I owned the original AM9 for a long time, and still have a pair of the later AM901s in semi-regular rotation; I’ve only ever tried on the AM902, but haven’t actually ridden in it. In short, the fit of the AM903 is still quite reminiscent of the earlier models, with some minor tweaks. Overall, the toe box and forefoot are moderately wide, tapering down to a more secure heel pocket. Compared to the AM901, the AM903 has a slightly more squared-off toe box with a little more room for the fifth toe (i.e., it doesn’t taper narrower as quickly) but is otherwise very similar in terms of fit; I’m running off memory here, but I recall the AM901 and AM902 feeling virtually identical.
At least on my feet (which, granted, feature pretty wide forefeet and comparatively narrow heels), the fit is outstanding. But I also think that the speed lace system that Shimano uses does a very nice job of snuggling things up evenly and effectively, so folks with narrower feet and/or lower insteps (mine are somewhat on the high side) shouldn’t necessarily write off the AM9. I find a little extra room in the toe box to be helpful on more gravity-oriented shoes for comfort when taking a lot of heavy impacts through the feet. Especially on those sorts of shoes, where I’m generally running my cleats more rearward for descending control and comfort, I don’t find a little extra room up front to be particularly detrimental to feeling like I’ve got a secure fit in the shoes. That’s not to say that I’ve got a whole bunch of extra room in the AM903 — they’re comfortably roomy, but reasonably so.
Compared to Shimano’s flagship Trail shoe, the ME7, the AM9 is substantially wider through the forefoot and toe box. In a size 44 for both, the Specialized 2FO DH is very slightly narrower, but significantly longer; the size 43 2FO DH is maybe a better size comparison to the AM903 in a 44 on the basis of length, and it’s appreciably narrower than the AM903 through the fore- and midfoot, but if anything the heel pocket in the AM903 is a touch more snug.
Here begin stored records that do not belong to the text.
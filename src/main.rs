#![warn(clippy::pedantic)]
#![allow(clippy::multiple_crate_versions)]

use std::sync::Arc;

use actix_web::{middleware::Logger, web, App, HttpServer};
use passgate::handlers::{
    authentication_options, health, login, register, registration_options, AppState,
};
use passgate::storage::{
    InMemoryChallengeStore, InMemoryCredentialStore, InMemoryUserEntityStore,
};
use passgate::webauthn::types::RpEntity;
use passgate::{RelyingPartyOperations, RelyingPartySettings};

#[actix_web::main]
async fn main() -> std::io::Result<()> {
    let settings = RelyingPartySettings::load()
        .map_err(|e| std::io::Error::other(format!("failed to load settings: {e}")))?;
    settings
        .validate()
        .map_err(|e| std::io::Error::other(format!("invalid relying party configuration: {e}")))?;

    // A bad engine configuration refuses startup here, before binding.
    let operations = RelyingPartyOperations::new(
        RpEntity {
            id: settings.rp_id.clone(),
            name: settings.rp_name.clone(),
        },
        settings.allowed_origins.clone(),
        Arc::new(InMemoryUserEntityStore::new()),
        Arc::new(InMemoryCredentialStore::new()),
    )
    .map_err(|e| std::io::Error::other(format!("invalid relying party configuration: {e}")))?
    .allow_cross_origin(settings.allow_cross_origin)
    .reject_unsolicited_extensions(settings.reject_unsolicited_extensions)
    .user_verification(settings.user_verification_requirement())
    .timeout_ms(settings.timeout_ms());

    let state = web::Data::new(AppState {
        operations,
        challenges: Arc::new(InMemoryChallengeStore::new()),
        settings: settings.clone(),
    });

    let bind_address = settings.bind_address();
    print_startup_info(&bind_address, &settings);

    HttpServer::new(move || {
        App::new()
            .app_data(state.clone())
            .wrap(Logger::default())
            .route(
                "/webauthn/register/options",
                web::post().to(registration_options),
            )
            .route("/webauthn/register", web::post().to(register))
            .route(
                "/webauthn/authenticate/options",
                web::post().to(authentication_options),
            )
            .route("/login/webauthn", web::post().to(login))
            .route("/ping", web::get().to(health))
    })
    .bind(&bind_address)?
    .run()
    .await
}

fn print_startup_info(bind_address: &str, settings: &RelyingPartySettings) {
    println!("Starting passgate relying party on http://{bind_address}");
    println!("Relying Party ID: {}", settings.rp_id);
    println!("Allowed origins:  {}", settings.allowed_origins.join(", "));
    println!();
    println!("WebAuthn endpoints:");
    println!("  POST /webauthn/register/options     - Registration options");
    println!("  POST /webauthn/register             - Verify a new credential");
    println!("  POST /webauthn/authenticate/options - Authentication options");
    println!("  POST /login/webauthn                - Verify an assertion");
    println!("  GET  /ping                          - Health check");
}
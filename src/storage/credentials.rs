//! Credential and user-entity stores
//!
//! The credential store is keyed by credential ID, which is globally
//! unique; the user store owns the username to user-handle mapping and is
//! the only place handles are allocated. Counter updates go through a
//! compare-and-swap so concurrent assertions cannot silently lose an
//! increment.

use std::collections::HashMap;
use std::sync::Mutex;

use chrono::{DateTime, Utc};

use crate::webauthn::types::{CredentialRecord, UserEntity};
use crate::webauthn::{Bytes, WebAuthnError};

/// Persistence contract for credential records.
pub trait CredentialStore: Send + Sync {
    fn find_by_id(&self, credential_id: &Bytes) -> Option<CredentialRecord>;

    fn find_by_user(&self, user_handle: &Bytes) -> Vec<CredentialRecord>;

    /// Create or update a record. Inserting a credential ID that already
    /// belongs to another user fails; that uniqueness is the backstop for
    /// concurrent registrations.
    ///
    /// # Errors
    /// Returns `CredentialAlreadyRegistered` on a conflicting insert.
    fn save(&self, record: CredentialRecord) -> Result<(), WebAuthnError>;

    /// Compare-and-swap the usage fields after a successful assertion.
    /// The swap only applies while the stored counter still equals
    /// `expected_sign_count`; a lost race reports a counter regression.
    ///
    /// # Errors
    /// Returns `UnknownCredential` when the record is gone and
    /// `SignCountRegression` when the stored counter moved.
    fn update_usage(
        &self,
        credential_id: &Bytes,
        expected_sign_count: u32,
        new_sign_count: u32,
        backup_state: bool,
        now: DateTime<Utc>,
    ) -> Result<(), WebAuthnError>;

    fn delete(&self, credential_id: &Bytes);
}

/// Username to user entity mapping; the sole source of user handles.
pub trait UserEntityStore: Send + Sync {
    fn find_by_username(&self, username: &str) -> Option<UserEntity>;

    fn find_by_handle(&self, user_handle: &Bytes) -> Option<UserEntity>;

    fn save(&self, username: &str, user: UserEntity);
}

/// Mutex-backed credential store.
#[derive(Default)]
pub struct InMemoryCredentialStore {
    records: Mutex<HashMap<Bytes, CredentialRecord>>,
}

impl InMemoryCredentialStore {
    #[must_use]
    pub fn new() -> Self {
        Self::default()
    }
}

impl CredentialStore for InMemoryCredentialStore {
    fn find_by_id(&self, credential_id: &Bytes) -> Option<CredentialRecord> {
        self.records
            .lock()
            .expect("credential store poisoned")
            .get(credential_id)
            .cloned()
    }

    fn find_by_user(&self, user_handle: &Bytes) -> Vec<CredentialRecord> {
        self.records
            .lock()
            .expect("credential store poisoned")
            .values()
            .filter(|r| &r.user_handle == user_handle)
            .cloned()
            .collect()
    }

    fn save(&self, record: CredentialRecord) -> Result<(), WebAuthnError> {
        let mut records = self.records.lock().expect("credential store poisoned");
        if let Some(existing) = records.get(&record.credential_id) {
            if existing.user_handle != record.user_handle {
                return Err(WebAuthnError::CredentialAlreadyRegistered);
            }
        }
        records.insert(record.credential_id.clone(), record);
        Ok(())
    }

    fn update_usage(
        &self,
        credential_id: &Bytes,
        expected_sign_count: u32,
        new_sign_count: u32,
        backup_state: bool,
        now: DateTime<Utc>,
    ) -> Result<(), WebAuthnError> {
        let mut records = self.records.lock().expect("credential store poisoned");
        let record = records
            .get_mut(credential_id)
            .ok_or(WebAuthnError::UnknownCredential)?;
        if record.sign_count != expected_sign_count {
            return Err(WebAuthnError::SignCountRegression {
                stored: record.sign_count,
                reported: new_sign_count,
            });
        }
        record.sign_count = new_sign_count;
        record.backup_state = backup_state;
        record.last_used = now;
        Ok(())
    }

    fn delete(&self, credential_id: &Bytes) {
        self.records
            .lock()
            .expect("credential store poisoned")
            .remove(credential_id);
    }
}

/// Mutex-backed user entity store.
#[derive(Default)]
pub struct InMemoryUserEntityStore {
    users: Mutex<HashMap<String, UserEntity>>,
}

impl InMemoryUserEntityStore {
    #[must_use]
    pub fn new() -> Self {
        Self::default()
    }
}

impl UserEntityStore for InMemoryUserEntityStore {
    fn find_by_username(&self, username: &str) -> Option<UserEntity> {
        self.users
            .lock()
            .expect("user store poisoned")
            .get(username)
            .cloned()
    }

    fn find_by_handle(&self, user_handle: &Bytes) -> Option<UserEntity> {
        self.users
            .lock()
            .expect("user store poisoned")
            .values()
            .find(|u| &u.id == user_handle)
            .cloned()
    }

    fn save(&self, username: &str, user: UserEntity) {
        self.users
            .lock()
            .expect("user store poisoned")
            .insert(username.to_string(), user);
    }
}
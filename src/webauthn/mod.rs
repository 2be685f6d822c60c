//! `WebAuthn` relying-party operations
//!
//! This module implements the server side of the W3C `WebAuthn` Level 3
//! ceremonies independent of any transport: codecs, the authenticator-data
//! and attestation parsers, client data validation, signature verification,
//! and the ceremony verifier itself. It uses standard cryptography
//! libraries and never imports anything request/response-shaped.

pub mod attestation;
pub mod authenticator_data;
mod bytes;
pub mod client_data;
pub mod codec;
pub mod cose;
pub mod crypto;
mod error;
mod relying_party;
pub mod types;

// Re-exports for public use
pub use bytes::Bytes;
pub use error::WebAuthnError;
pub use relying_party::{AuthenticationRequest, RegistrationRequest, RelyingPartyOperations};
//! Persistence contracts and in-memory implementations
//!
//! The engine talks to three stores: ceremony-scoped options (challenges),
//! credential records, and user entities. The in-memory implementations
//! back the demo server and the tests; production deployments implement
//! the same traits over their own database.

mod challenge;
mod credentials;

pub use challenge::{CeremonyOptions, ChallengeStore, InMemoryChallengeStore};
pub use credentials::{
    CredentialStore, InMemoryCredentialStore, InMemoryUserEntityStore, UserEntityStore,
};
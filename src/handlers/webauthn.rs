//! `WebAuthn` request handlers
//!
//! The four ceremony endpoints. This layer is deliberately thin: it owns
//! the session cookie, the challenge store, and the response shapes, and
//! hands every decision to the ceremony engine. Failure kinds never reach
//! the client; they are logged server-side with the session key so the
//! responses cannot be used as a verification oracle.

use std::sync::Arc;

use actix_web::cookie::Cookie;
use actix_web::{web, HttpRequest, HttpResponse, HttpResponseBuilder, Result};
use serde::Deserialize;
use serde_json::json;

use crate::settings::RelyingPartySettings;
use crate::storage::{CeremonyOptions, ChallengeStore};
use crate::webauthn::types::{AssertionCredential, RegistrationCredential};
use crate::webauthn::{AuthenticationRequest, RegistrationRequest, RelyingPartyOperations};

const SESSION_COOKIE: &str = "passgate_session";

/// Shared application state: the ceremony engine and the challenge store.
pub struct AppState {
    pub operations: RelyingPartyOperations,
    pub challenges: Arc<dyn ChallengeStore>,
    pub settings: RelyingPartySettings,
}

/// Body of `POST /webauthn/register/options`. All members are optional;
/// an empty body registers under the demo account.
#[derive(Deserialize, Default)]
pub struct RegistrationOptionsRequest {
    #[serde(default)]
    pub username: Option<String>,
    #[serde(rename = "displayName", default)]
    pub display_name: Option<String>,
}

const DEFAULT_USERNAME: &str = "demo";

/// Body of `POST /webauthn/register`.
#[derive(Deserialize)]
pub struct RegisterRequest {
    #[serde(rename = "publicKey")]
    pub public_key: RegisterRequestBody,
}

#[derive(Deserialize)]
pub struct RegisterRequestBody {
    pub credential: RegistrationCredential,
    #[serde(default)]
    pub label: Option<String>,
}

/// Body of `POST /webauthn/authenticate/options`.
#[derive(Deserialize, Default)]
pub struct AuthenticationOptionsRequest {
    #[serde(default)]
    pub username: Option<String>,
}

/// Issue registration options and park them in the challenge store.
///
/// # Errors
/// Infallible at this layer; engine failures become error responses.
pub async fn registration_options(
    req: HttpRequest,
    body: Option<web::Json<RegistrationOptionsRequest>>,
    state: web::Data<AppState>,
) -> Result<HttpResponse> {
    let body = body.map(web::Json::into_inner).unwrap_or_default();
    let username = body.username.as_deref().unwrap_or(DEFAULT_USERNAME);
    let display_name = body.display_name.as_deref().unwrap_or(username);
    let options = match state.operations.start_registration(username, display_name) {
        Ok(options) => options,
        Err(e) => {
            log::error!("failed to build registration options: {e}");
            return Ok(HttpResponse::InternalServerError()
                .json(json!({"error": "options_unavailable"})));
        }
    };

    let session_key = session_key(&req);
    state
        .challenges
        .save(&session_key, CeremonyOptions::Creation(options.clone()));

    let mut response = HttpResponse::Ok();
    attach_session_cookie(&mut response, &req, &session_key);
    Ok(response.json(options))
}

/// Verify a registration response against the pending options.
///
/// # Errors
/// Infallible at this layer; verification failures map to
/// `{"verified": false}`.
pub async fn register(
    req: HttpRequest,
    body: web::Json<RegisterRequest>,
    state: web::Data<AppState>,
) -> Result<HttpResponse> {
    let session_key = session_key(&req);
    let Some(CeremonyOptions::Creation(options)) = state.challenges.load_and_consume(&session_key)
    else {
        log::warn!("registration without a pending ceremony, session={session_key}");
        return Ok(HttpResponse::BadRequest().json(json!({"verified": false})));
    };

    let body = body.into_inner();
    let request = RegistrationRequest {
        options,
        credential: body.public_key.credential,
        label: body.public_key.label.unwrap_or_default(),
    };

    match state.operations.register_credential(&request) {
        Ok(record) => {
            log::info!(
                "registered credential {} for session {session_key}",
                record.credential_id.to_base64url()
            );
            Ok(HttpResponse::Ok().json(json!({"verified": true})))
        }
        Err(e) => {
            log::warn!(
                "registration failed: kind={} credential={} session={session_key}",
                e.kind(),
                request.credential.raw_id.to_base64url()
            );
            Ok(HttpResponse::BadRequest().json(json!({"verified": false})))
        }
    }
}

/// Issue authentication options and park them in the challenge store.
///
/// # Errors
/// Infallible at this layer; engine failures become error responses.
pub async fn authentication_options(
    req: HttpRequest,
    body: Option<web::Json<AuthenticationOptionsRequest>>,
    state: web::Data<AppState>,
) -> Result<HttpResponse> {
    let username = body.as_ref().and_then(|b| b.username.as_deref());
    let options = match state.operations.start_authentication(username) {
        Ok(options) => options,
        Err(e) => {
            log::error!("failed to build authentication options: {e}");
            return Ok(HttpResponse::InternalServerError()
                .json(json!({"error": "options_unavailable"})));
        }
    };

    let session_key = session_key(&req);
    state
        .challenges
        .save(&session_key, CeremonyOptions::Request(options.clone()));

    let mut response = HttpResponse::Ok();
    attach_session_cookie(&mut response, &req, &session_key);
    Ok(response.json(options))
}

/// Verify an assertion and establish the authenticated principal.
///
/// # Errors
/// Infallible at this layer; verification failures redirect to the error
/// URL.
pub async fn login(
    req: HttpRequest,
    body: web::Json<AssertionCredential>,
    state: web::Data<AppState>,
) -> Result<HttpResponse> {
    let session_key = session_key(&req);
    let Some(CeremonyOptions::Request(options)) = state.challenges.load_and_consume(&session_key)
    else {
        log::warn!("assertion without a pending ceremony, session={session_key}");
        return Ok(HttpResponse::BadRequest().json(json!({"errorUrl": state.settings.error_url})));
    };

    let request = AuthenticationRequest {
        options,
        credential: body.into_inner(),
    };

    match state.operations.authenticate(&request) {
        Ok(authenticated) => {
            let user = state
                .operations
                .users()
                .find_by_handle(&authenticated.user_handle);
            log::info!(
                "authenticated {} via credential {} for session {session_key}",
                user.as_ref().map_or("<unknown user>", |u| u.name.as_str()),
                authenticated.credential_id.to_base64url()
            );
            Ok(HttpResponse::Ok().json(json!({
                "authenticated": true,
                "redirectUrl": state.settings.redirect_url,
            })))
        }
        Err(e) => {
            log::warn!(
                "authentication failed: kind={} credential={} session={session_key}",
                e.kind(),
                request.credential.raw_id.to_base64url()
            );
            Ok(HttpResponse::BadRequest().json(json!({"errorUrl": state.settings.error_url})))
        }
    }
}

/// Liveness probe.
pub async fn health() -> HttpResponse {
    HttpResponse::Ok().json(json!({"status": "ok"}))
}

/// The ceremony session key: the cookie when present, a fresh key
/// otherwise.
fn session_key(req: &HttpRequest) -> String {
    req.cookie(SESSION_COOKIE)
        .map_or_else(|| uuid::Uuid::new_v4().to_string(), |c| c.value().to_string())
}

fn attach_session_cookie(
    response: &mut HttpResponseBuilder,
    req: &HttpRequest,
    session_key: &str,
) {
    if req.cookie(SESSION_COOKIE).is_none() {
        let cookie = Cookie::build(SESSION_COOKIE, session_key.to_string())
            .path("/")
            .http_only(true)
            .finish();
        response.cookie(cookie);
    }
}

#[cfg(test)]
mod tests {
    use actix_web::body::to_bytes;
    use actix_web::test::TestRequest;

    use super::*;
    use crate::storage::{
        InMemoryChallengeStore, InMemoryCredentialStore, InMemoryUserEntityStore,
    };
    use crate::webauthn::types::RpEntity;

    fn state() -> web::Data<AppState> {
        let settings = RelyingPartySettings {
            rp_id: "example.localhost".to_string(),
            allowed_origins: vec!["https://example.localhost:8443".to_string()],
            ..RelyingPartySettings::default()
        };
        let operations = RelyingPartyOperations::new(
            RpEntity {
                id: settings.rp_id.clone(),
                name: settings.rp_name.clone(),
            },
            settings.allowed_origins.clone(),
            Arc::new(InMemoryUserEntityStore::new()),
            Arc::new(InMemoryCredentialStore::new()),
        )
        .unwrap();
        web::Data::new(AppState {
            operations,
            challenges: Arc::new(InMemoryChallengeStore::new()),
            settings,
        })
    }

    #[actix_web::test]
    async fn registration_options_set_a_session_cookie() {
        let state = state();
        let req = TestRequest::post().to_http_request();
        let body = web::Json(RegistrationOptionsRequest {
            username: Some("alice".to_string()),
            display_name: Some("Alice".to_string()),
        });

        let response = registration_options(req, Some(body), state).await.unwrap();
        assert!(response.status().is_success());
        let cookie = response
            .cookies()
            .find(|c| c.name() == SESSION_COOKIE);
        assert!(cookie.is_some());
    }

    #[actix_web::test]
    async fn register_without_pending_ceremony_is_not_verified() {
        let state = state();
        let req = TestRequest::post().to_http_request();
        let credential_json = serde_json::json!({
            "publicKey": {
                "credential": {
                    "id": "AQID",
                    "rawId": "AQID",
                    "type": "public-key",
                    "response": {
                        "clientDataJSON": "e30",
                        "attestationObject": "oA"
                    }
                },
                "label": "Phone"
            }
        });
        let body: RegisterRequest = serde_json::from_value(credential_json).unwrap();

        let response = register(req, web::Json(body), state).await.unwrap();
        assert_eq!(response.status(), actix_web::http::StatusCode::BAD_REQUEST);
        let bytes = to_bytes(response.into_body()).await.unwrap();
        let json: serde_json::Value = serde_json::from_slice(&bytes).unwrap();
        assert_eq!(json["verified"], false);
    }
}
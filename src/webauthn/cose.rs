//! COSE public keys
//!
//! Credential public keys arrive as CBOR maps keyed by the integer labels of
//! RFC 9052 (1 = kty, 3 = alg, negative labels for the per-type
//! parameters). `CoseKey` is the canonical parsed shape; it keeps the raw
//! CBOR bytes so records round-trip the key exactly as the authenticator
//! produced it. Opaque to everything but the signature verifier.

use std::fmt;

use ciborium::value::Value;
use serde::de::{self, Visitor};
use serde::{Deserialize, Deserializer, Serialize, Serializer};

use super::codec::{self, as_i64, map_get_int};
use super::{Bytes, WebAuthnError};

/// COSE algorithm identifiers this engine knows about.
pub mod alg {
    pub const ES256: i64 = -7;
    pub const EDDSA: i64 = -8;
    pub const ES384: i64 = -35;
    pub const ES512: i64 = -36;
    pub const PS256: i64 = -37;
    pub const RS256: i64 = -257;
    pub const RS384: i64 = -258;
    pub const RS512: i64 = -259;
    /// RSASSA-PKCS1-v1_5 with SHA-1. Rejected by default.
    pub const RS1: i64 = -65535;
}

/// COSE elliptic curve identifiers.
pub mod crv {
    pub const P256: i64 = 1;
    pub const P384: i64 = 2;
    pub const P521: i64 = 3;
    pub const ED25519: i64 = 6;
}

const KTY_OKP: i64 = 1;
const KTY_EC2: i64 = 2;
const KTY_RSA: i64 = 3;

/// Key-type specific parameters.
#[derive(Debug, Clone, PartialEq, Eq)]
pub enum CoseKeyParams {
    /// Double-coordinate elliptic curve key (kty 2).
    Ec2 { crv: i64, x: Vec<u8>, y: Vec<u8> },
    /// Octet key pair (kty 1), Ed25519 here.
    Okp { crv: i64, x: Vec<u8> },
    /// RSA public key (kty 3).
    Rsa { n: Vec<u8>, e: Vec<u8> },
}

/// A parsed COSE public key with its raw CBOR encoding retained.
#[derive(Debug, Clone, PartialEq, Eq)]
pub struct CoseKey {
    raw: Bytes,
    alg: i64,
    params: CoseKeyParams,
}

impl CoseKey {
    /// Parse a COSE key that must consume the whole input.
    ///
    /// # Errors
    /// Returns `MalformedInput` on invalid CBOR, trailing bytes, or a
    /// missing required label.
    pub fn parse(input: &[u8]) -> Result<Self, WebAuthnError> {
        let (key, consumed) = Self::parse_prefix(input)?;
        if consumed != input.len() {
            return Err(WebAuthnError::MalformedInput(
                "trailing bytes after COSE key".into(),
            ));
        }
        Ok(key)
    }

    /// Parse a COSE key from the front of `input`, returning the consumed
    /// length. Authenticator data embeds the key between the credential ID
    /// and the optional extensions map.
    ///
    /// # Errors
    /// Returns `MalformedInput` on invalid CBOR or a missing required label.
    pub fn parse_prefix(input: &[u8]) -> Result<(Self, usize), WebAuthnError> {
        let (value, consumed) = codec::cbor_decode_prefix(input)?;
        let map = value
            .as_map()
            .ok_or_else(|| WebAuthnError::MalformedInput("COSE key is not a map".into()))?;

        let kty = required_int(map, 1, "kty")?;
        let alg = required_int(map, 3, "alg")?;

        let params = match kty {
            KTY_EC2 => CoseKeyParams::Ec2 {
                crv: required_int(map, -1, "crv")?,
                x: required_bytes(map, -2, "x")?,
                y: required_bytes(map, -3, "y")?,
            },
            KTY_OKP => CoseKeyParams::Okp {
                crv: required_int(map, -1, "crv")?,
                x: required_bytes(map, -2, "x")?,
            },
            KTY_RSA => CoseKeyParams::Rsa {
                n: required_bytes(map, -1, "n")?,
                e: required_bytes(map, -2, "e")?,
            },
            other => {
                return Err(WebAuthnError::MalformedInput(format!(
                    "unsupported COSE key type {other}"
                )))
            }
        };

        let key = Self {
            raw: Bytes::from(&input[..consumed]),
            alg,
            params,
        };
        Ok((key, consumed))
    }

    /// The COSE algorithm identifier bound into the key.
    #[must_use]
    pub fn alg(&self) -> i64 {
        self.alg
    }

    #[must_use]
    pub fn params(&self) -> &CoseKeyParams {
        &self.params
    }

    /// The raw CBOR encoding exactly as the authenticator produced it.
    #[must_use]
    pub fn raw(&self) -> &Bytes {
        &self.raw
    }
}

fn required_int(map: &[(Value, Value)], label: i64, name: &str) -> Result<i64, WebAuthnError> {
    map_get_int(map, label)
        .and_then(as_i64)
        .ok_or_else(|| WebAuthnError::MalformedInput(format!("COSE key label {name} is missing")))
}

fn required_bytes(map: &[(Value, Value)], label: i64, name: &str) -> Result<Vec<u8>, WebAuthnError> {
    map_get_int(map, label)
        .and_then(Value::as_bytes)
        .cloned()
        .ok_or_else(|| WebAuthnError::MalformedInput(format!("COSE key label {name} is missing")))
}

impl Serialize for CoseKey {
    fn serialize<S: Serializer>(&self, serializer: S) -> Result<S::Ok, S::Error> {
        serializer.serialize_str(&self.raw.to_base64url())
    }
}

impl<'de> Deserialize<'de> for CoseKey {
    fn deserialize<D: Deserializer<'de>>(deserializer: D) -> Result<Self, D::Error> {
        struct CoseKeyVisitor;

        impl Visitor<'_> for CoseKeyVisitor {
            type Value = CoseKey;

            fn expecting(&self, formatter: &mut fmt::Formatter<'_>) -> fmt::Result {
                formatter.write_str("a base64url-encoded COSE key")
            }

            fn visit_str<E: de::Error>(self, value: &str) -> Result<CoseKey, E> {
                let raw = Bytes::from_base64url(value).map_err(|e| E::custom(e.to_string()))?;
                CoseKey::parse(raw.as_slice()).map_err(|e| E::custom(e.to_string()))
            }
        }

        deserializer.deserialize_str(CoseKeyVisitor)
    }
}

#[cfg(test)]
mod tests {
    use ciborium::value::Value;

    use super::*;

    fn encode(map: Vec<(Value, Value)>) -> Vec<u8> {
        let mut buf = Vec::new();
        ciborium::ser::into_writer(&Value::Map(map), &mut buf).unwrap();
        buf
    }

    fn es256_map() -> Vec<(Value, Value)> {
        vec![
            (Value::Integer(1.into()), Value::Integer(2.into())),
            (Value::Integer(3.into()), Value::Integer((-7).into())),
            (Value::Integer((-1).into()), Value::Integer(1.into())),
            (Value::Integer((-2).into()), Value::Bytes(vec![0x11; 32])),
            (Value::Integer((-3).into()), Value::Bytes(vec![0x22; 32])),
        ]
    }

    #[test]
    fn parses_an_ec2_key() {
        let encoded = encode(es256_map());
        let key = CoseKey::parse(&encoded).unwrap();
        assert_eq!(key.alg(), alg::ES256);
        match key.params() {
            CoseKeyParams::Ec2 { crv, x, y } => {
                assert_eq!(*crv, crv::P256);
                assert_eq!(x.len(), 32);
                assert_eq!(y.len(), 32);
            }
            other => panic!("unexpected params: {other:?}"),
        }
        assert_eq!(key.raw().as_slice(), encoded.as_slice());
    }

    #[test]
    fn parses_okp_and_rsa_keys() {
        let okp = encode(vec![
            (Value::Integer(1.into()), Value::Integer(1.into())),
            (Value::Integer(3.into()), Value::Integer((-8).into())),
            (Value::Integer((-1).into()), Value::Integer(6.into())),
            (Value::Integer((-2).into()), Value::Bytes(vec![0x33; 32])),
        ]);
        let key = CoseKey::parse(&okp).unwrap();
        assert_eq!(key.alg(), alg::EDDSA);
        assert!(matches!(key.params(), CoseKeyParams::Okp { crv: 6, .. }));

        let rsa = encode(vec![
            (Value::Integer(1.into()), Value::Integer(3.into())),
            (Value::Integer(3.into()), Value::Integer((-257).into())),
            (Value::Integer((-1).into()), Value::Bytes(vec![0xab; 256])),
            (Value::Integer((-2).into()), Value::Bytes(vec![0x01, 0x00, 0x01])),
        ]);
        let key = CoseKey::parse(&rsa).unwrap();
        assert_eq!(key.alg(), alg::RS256);
        assert!(matches!(key.params(), CoseKeyParams::Rsa { .. }));
    }

    #[test]
    fn missing_label_is_malformed() {
        let mut map = es256_map();
        map.retain(|(k, _)| *k != Value::Integer((-3).into()));
        let err = CoseKey::parse(&encode(map)).unwrap_err();
        assert!(matches!(err, WebAuthnError::MalformedInput(_)));
    }

    #[test]
    fn parse_prefix_leaves_following_bytes() {
        let mut encoded = encode(es256_map());
        let key_len = encoded.len();
        encoded.extend_from_slice(&[0xde, 0xad]);
        let (key, consumed) = CoseKey::parse_prefix(&encoded).unwrap();
        assert_eq!(consumed, key_len);
        assert_eq!(key.alg(), alg::ES256);
        assert!(CoseKey::parse(&encoded).is_err());
    }
}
The Ride Concepts Tallac and (especially) the Endura MT500 Burner are also significantly narrower overall. It’s also worth noting that Shimano’s European sizing runs somewhat on the small side — their size chart calls the EU 44 a US 9.7, which I’d say is accurate, and definitely the right size for me (typically a US 10), but I often fit better in an EU 43 or EU 43.5 from a lot of other brands.